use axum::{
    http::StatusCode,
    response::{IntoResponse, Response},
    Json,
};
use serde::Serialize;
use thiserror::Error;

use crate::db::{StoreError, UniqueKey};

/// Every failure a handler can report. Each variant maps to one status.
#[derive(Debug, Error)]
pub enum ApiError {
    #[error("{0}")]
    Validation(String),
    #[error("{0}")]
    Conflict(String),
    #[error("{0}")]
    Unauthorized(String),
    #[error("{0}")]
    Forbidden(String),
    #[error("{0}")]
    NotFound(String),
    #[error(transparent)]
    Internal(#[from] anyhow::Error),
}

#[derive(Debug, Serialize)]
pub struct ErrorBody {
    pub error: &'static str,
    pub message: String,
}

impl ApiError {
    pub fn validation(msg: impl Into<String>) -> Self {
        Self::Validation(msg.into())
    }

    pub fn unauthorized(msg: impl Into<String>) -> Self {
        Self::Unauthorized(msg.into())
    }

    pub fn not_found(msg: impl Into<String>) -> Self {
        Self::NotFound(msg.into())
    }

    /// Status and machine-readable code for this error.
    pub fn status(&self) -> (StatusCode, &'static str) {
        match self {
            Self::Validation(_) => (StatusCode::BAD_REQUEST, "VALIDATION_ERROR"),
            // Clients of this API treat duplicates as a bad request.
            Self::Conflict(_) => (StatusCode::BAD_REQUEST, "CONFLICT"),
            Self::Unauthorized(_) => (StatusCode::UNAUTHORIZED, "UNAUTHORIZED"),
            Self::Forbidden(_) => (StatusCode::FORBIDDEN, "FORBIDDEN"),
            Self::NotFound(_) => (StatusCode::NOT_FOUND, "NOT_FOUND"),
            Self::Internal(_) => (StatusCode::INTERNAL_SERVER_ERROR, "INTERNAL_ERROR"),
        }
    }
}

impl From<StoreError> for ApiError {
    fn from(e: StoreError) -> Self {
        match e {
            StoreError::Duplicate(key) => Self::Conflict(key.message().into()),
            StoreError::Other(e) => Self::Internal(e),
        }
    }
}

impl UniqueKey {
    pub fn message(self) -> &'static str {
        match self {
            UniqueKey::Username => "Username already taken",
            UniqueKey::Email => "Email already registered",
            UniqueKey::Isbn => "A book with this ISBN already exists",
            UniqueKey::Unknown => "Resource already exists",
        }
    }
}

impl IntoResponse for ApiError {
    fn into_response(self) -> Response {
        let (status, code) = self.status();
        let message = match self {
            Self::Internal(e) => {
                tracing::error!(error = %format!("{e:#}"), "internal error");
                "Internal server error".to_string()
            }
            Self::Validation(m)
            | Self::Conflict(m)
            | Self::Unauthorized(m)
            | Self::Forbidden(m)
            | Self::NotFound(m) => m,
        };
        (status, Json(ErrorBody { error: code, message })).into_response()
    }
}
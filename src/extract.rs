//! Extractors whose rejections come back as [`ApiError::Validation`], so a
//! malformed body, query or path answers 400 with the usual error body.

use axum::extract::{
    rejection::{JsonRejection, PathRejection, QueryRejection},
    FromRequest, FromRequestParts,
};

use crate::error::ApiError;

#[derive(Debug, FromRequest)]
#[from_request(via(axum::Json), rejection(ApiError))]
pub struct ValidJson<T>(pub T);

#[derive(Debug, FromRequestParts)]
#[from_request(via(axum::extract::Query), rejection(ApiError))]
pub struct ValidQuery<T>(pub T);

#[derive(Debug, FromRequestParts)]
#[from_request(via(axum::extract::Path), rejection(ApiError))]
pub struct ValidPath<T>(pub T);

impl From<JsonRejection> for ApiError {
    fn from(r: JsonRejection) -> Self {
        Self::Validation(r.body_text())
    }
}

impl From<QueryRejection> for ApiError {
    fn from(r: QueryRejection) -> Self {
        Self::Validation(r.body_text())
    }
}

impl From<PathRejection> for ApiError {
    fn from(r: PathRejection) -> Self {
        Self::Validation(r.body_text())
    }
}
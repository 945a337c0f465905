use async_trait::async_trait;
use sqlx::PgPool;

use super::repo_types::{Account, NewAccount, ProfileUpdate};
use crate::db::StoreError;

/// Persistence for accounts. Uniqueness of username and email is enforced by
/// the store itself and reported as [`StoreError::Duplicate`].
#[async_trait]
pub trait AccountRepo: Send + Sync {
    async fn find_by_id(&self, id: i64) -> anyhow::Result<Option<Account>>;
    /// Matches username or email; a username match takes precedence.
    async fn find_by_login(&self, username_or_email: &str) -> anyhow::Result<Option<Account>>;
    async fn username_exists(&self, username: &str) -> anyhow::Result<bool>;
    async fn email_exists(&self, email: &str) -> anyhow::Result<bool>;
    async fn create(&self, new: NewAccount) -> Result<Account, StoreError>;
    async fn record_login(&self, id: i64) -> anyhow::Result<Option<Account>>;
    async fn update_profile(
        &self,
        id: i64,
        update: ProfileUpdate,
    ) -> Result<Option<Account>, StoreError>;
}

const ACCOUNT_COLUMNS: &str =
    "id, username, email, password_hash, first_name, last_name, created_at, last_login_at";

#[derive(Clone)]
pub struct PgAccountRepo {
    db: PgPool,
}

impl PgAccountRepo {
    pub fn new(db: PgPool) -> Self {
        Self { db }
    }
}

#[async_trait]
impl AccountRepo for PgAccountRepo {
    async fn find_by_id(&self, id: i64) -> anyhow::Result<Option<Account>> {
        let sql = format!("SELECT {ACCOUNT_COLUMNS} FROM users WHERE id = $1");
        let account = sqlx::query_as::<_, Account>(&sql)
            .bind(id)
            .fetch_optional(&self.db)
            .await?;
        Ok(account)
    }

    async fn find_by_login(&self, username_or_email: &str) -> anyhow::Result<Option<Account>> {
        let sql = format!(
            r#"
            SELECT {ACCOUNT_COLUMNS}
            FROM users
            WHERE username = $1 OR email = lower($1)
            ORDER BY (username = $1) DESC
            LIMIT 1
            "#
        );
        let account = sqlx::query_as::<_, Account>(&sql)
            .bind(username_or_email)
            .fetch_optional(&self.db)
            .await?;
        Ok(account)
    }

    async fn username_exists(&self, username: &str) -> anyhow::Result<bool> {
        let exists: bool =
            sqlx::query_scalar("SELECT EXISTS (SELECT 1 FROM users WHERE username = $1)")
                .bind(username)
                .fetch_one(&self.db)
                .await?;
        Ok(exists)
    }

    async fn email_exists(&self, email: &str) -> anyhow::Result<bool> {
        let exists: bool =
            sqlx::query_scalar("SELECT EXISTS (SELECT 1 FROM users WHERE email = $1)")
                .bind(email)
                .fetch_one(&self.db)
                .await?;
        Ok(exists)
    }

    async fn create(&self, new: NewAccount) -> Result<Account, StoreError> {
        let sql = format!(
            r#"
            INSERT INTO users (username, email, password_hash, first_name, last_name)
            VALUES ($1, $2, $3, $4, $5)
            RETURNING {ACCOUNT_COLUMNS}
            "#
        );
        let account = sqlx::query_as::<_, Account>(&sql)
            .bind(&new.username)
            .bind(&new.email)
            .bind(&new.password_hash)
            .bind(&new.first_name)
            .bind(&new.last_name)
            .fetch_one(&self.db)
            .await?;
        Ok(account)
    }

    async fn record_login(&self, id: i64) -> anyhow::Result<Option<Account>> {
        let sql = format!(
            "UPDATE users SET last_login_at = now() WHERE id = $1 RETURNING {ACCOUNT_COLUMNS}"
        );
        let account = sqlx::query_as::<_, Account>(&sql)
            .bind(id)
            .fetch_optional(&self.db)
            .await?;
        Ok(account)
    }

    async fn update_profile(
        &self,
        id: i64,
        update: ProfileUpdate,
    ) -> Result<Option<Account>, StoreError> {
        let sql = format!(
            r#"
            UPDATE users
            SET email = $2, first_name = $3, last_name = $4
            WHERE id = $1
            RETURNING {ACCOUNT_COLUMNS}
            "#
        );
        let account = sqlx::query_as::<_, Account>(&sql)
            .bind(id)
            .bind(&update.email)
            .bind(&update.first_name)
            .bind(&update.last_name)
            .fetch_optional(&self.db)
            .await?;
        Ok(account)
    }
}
::::::
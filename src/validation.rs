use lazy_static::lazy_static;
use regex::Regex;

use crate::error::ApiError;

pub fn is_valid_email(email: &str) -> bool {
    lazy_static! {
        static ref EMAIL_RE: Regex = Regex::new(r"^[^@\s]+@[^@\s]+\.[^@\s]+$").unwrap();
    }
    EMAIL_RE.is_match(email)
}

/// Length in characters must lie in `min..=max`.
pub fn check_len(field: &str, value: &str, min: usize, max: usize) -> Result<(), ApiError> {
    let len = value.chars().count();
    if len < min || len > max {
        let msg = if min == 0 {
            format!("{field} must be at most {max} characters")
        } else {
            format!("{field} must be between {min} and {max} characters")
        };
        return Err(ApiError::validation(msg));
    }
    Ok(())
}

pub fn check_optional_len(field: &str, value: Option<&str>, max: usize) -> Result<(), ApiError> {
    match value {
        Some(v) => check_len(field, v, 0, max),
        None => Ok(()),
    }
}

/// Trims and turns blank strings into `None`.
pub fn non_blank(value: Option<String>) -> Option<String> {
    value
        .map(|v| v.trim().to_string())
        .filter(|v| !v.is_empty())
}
::::::
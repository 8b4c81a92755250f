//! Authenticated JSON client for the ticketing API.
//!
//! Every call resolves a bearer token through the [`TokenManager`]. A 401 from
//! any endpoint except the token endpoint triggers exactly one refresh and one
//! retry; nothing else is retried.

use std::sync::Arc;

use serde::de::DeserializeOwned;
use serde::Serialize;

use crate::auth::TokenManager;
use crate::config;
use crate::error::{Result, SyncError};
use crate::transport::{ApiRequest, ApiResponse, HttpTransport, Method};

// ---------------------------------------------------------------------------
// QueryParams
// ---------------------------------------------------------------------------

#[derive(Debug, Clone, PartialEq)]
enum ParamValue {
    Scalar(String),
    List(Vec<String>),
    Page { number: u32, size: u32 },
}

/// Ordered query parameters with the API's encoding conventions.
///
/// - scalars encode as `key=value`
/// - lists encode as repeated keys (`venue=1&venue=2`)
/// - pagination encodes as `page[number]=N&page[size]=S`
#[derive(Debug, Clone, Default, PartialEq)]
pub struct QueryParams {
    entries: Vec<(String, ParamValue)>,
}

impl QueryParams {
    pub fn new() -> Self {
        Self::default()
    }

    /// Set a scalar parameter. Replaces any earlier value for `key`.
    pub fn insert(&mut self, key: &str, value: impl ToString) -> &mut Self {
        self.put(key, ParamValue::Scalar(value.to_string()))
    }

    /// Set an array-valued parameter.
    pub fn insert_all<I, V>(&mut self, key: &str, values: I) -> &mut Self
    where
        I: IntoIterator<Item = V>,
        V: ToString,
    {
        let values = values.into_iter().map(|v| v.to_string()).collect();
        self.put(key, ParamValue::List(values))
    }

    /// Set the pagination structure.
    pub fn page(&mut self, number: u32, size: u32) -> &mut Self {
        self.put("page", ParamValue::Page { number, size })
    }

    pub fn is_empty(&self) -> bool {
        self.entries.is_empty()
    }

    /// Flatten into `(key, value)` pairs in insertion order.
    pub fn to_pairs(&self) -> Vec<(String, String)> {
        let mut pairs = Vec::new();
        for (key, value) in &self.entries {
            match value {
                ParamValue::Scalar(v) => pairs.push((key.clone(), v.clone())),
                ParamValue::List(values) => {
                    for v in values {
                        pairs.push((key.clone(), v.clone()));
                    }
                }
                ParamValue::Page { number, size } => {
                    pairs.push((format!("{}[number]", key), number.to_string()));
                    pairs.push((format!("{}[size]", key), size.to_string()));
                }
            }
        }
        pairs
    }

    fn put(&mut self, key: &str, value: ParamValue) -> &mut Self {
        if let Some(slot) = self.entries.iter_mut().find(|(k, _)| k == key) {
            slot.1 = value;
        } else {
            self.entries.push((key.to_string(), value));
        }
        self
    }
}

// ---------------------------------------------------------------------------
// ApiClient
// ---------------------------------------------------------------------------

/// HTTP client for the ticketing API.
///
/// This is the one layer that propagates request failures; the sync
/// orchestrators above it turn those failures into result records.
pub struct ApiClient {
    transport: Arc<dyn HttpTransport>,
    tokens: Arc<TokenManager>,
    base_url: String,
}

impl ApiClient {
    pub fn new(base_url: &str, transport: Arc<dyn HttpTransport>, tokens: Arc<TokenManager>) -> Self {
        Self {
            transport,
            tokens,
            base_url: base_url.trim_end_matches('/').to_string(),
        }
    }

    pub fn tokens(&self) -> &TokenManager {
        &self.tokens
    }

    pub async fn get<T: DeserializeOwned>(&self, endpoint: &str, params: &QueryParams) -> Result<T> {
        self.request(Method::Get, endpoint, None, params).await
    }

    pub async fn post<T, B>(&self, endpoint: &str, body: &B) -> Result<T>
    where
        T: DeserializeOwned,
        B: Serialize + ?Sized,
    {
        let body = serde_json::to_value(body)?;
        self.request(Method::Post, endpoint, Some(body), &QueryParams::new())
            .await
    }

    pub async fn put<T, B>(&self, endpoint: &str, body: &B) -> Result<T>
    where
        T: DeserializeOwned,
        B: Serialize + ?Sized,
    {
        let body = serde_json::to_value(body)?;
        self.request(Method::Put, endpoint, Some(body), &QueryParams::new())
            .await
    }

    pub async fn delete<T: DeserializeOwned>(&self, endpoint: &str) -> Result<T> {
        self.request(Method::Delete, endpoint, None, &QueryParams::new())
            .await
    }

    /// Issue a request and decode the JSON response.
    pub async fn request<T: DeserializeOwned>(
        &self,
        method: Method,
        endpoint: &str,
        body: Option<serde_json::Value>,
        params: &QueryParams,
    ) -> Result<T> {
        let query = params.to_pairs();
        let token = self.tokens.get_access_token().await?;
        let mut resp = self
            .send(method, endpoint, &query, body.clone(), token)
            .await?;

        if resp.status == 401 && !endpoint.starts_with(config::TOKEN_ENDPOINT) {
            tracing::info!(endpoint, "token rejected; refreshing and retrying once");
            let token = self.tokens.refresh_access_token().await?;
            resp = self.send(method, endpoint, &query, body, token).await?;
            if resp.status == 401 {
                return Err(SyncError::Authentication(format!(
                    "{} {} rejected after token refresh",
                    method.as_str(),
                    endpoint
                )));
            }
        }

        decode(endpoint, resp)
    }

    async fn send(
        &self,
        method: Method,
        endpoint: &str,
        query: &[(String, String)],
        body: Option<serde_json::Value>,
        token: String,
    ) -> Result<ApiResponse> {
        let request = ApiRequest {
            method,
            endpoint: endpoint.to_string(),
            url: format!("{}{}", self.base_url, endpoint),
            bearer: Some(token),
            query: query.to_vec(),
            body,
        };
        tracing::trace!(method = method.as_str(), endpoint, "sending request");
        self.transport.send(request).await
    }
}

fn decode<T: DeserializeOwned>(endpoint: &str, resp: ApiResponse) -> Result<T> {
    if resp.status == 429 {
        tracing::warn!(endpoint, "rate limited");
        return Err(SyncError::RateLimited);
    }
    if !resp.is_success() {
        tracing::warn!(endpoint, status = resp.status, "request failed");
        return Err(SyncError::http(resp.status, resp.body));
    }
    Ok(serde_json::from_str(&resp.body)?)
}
::::::
§ PROBLEM DETAILS
Looking at the records above, return exactly the lines from the line with "let message = match" to the line with "use sqlx::PgPool;", both ends included.

§ TASK ANSWER
        let message = match self {
            Self::Internal(e) => {
                tracing::error!(error = %format!("{e:#}"), "internal error");
                "Internal server error".to_string()
            }
            Self::Validation(m)
            | Self::Conflict(m)
            | Self::Unauthorized(m)
            | Self::Forbidden(m)
            | Self::NotFound(m) => m,
        };
        (status, Json(ErrorBody { error: code, message })).into_response()
    }
}
filename src/extract.rs
//! Extractors whose rejections come back as [`ApiError::Validation`], so a
//! malformed body, query or path answers 400 with the usual error body.

use axum::extract::{
    rejection::{JsonRejection, PathRejection, QueryRejection},
    FromRequest, FromRequestParts,
};

use crate::error::ApiError;

#[derive(Debug, FromRequest)]
#[from_request(via(axum::Json), rejection(ApiError))]
pub struct ValidJson<T>(pub T);

#[derive(Debug, FromRequestParts)]
#[from_request(via(axum::extract::Query), rejection(ApiError))]
pub struct ValidQuery<T>(pub T);

#[derive(Debug, FromRequestParts)]
#[from_request(via(axum::extract::Path), rejection(ApiError))]
pub struct ValidPath<T>(pub T);

impl From<JsonRejection> for ApiError {
    fn from(r: JsonRejection) -> Self {
        Self::Validation(r.body_text())
    }
}

impl From<QueryRejection> for ApiError {
    fn from(r: QueryRejection) -> Self {
        Self::Validation(r.body_text())
    }
}

impl From<PathRejection> for ApiError {
    fn from(r: PathRejection) -> Self {
        Self::Validation(r.body_text())
    }
}
repository 945a337c0f465905
use async_trait::async_trait;
use sqlx::PgPool;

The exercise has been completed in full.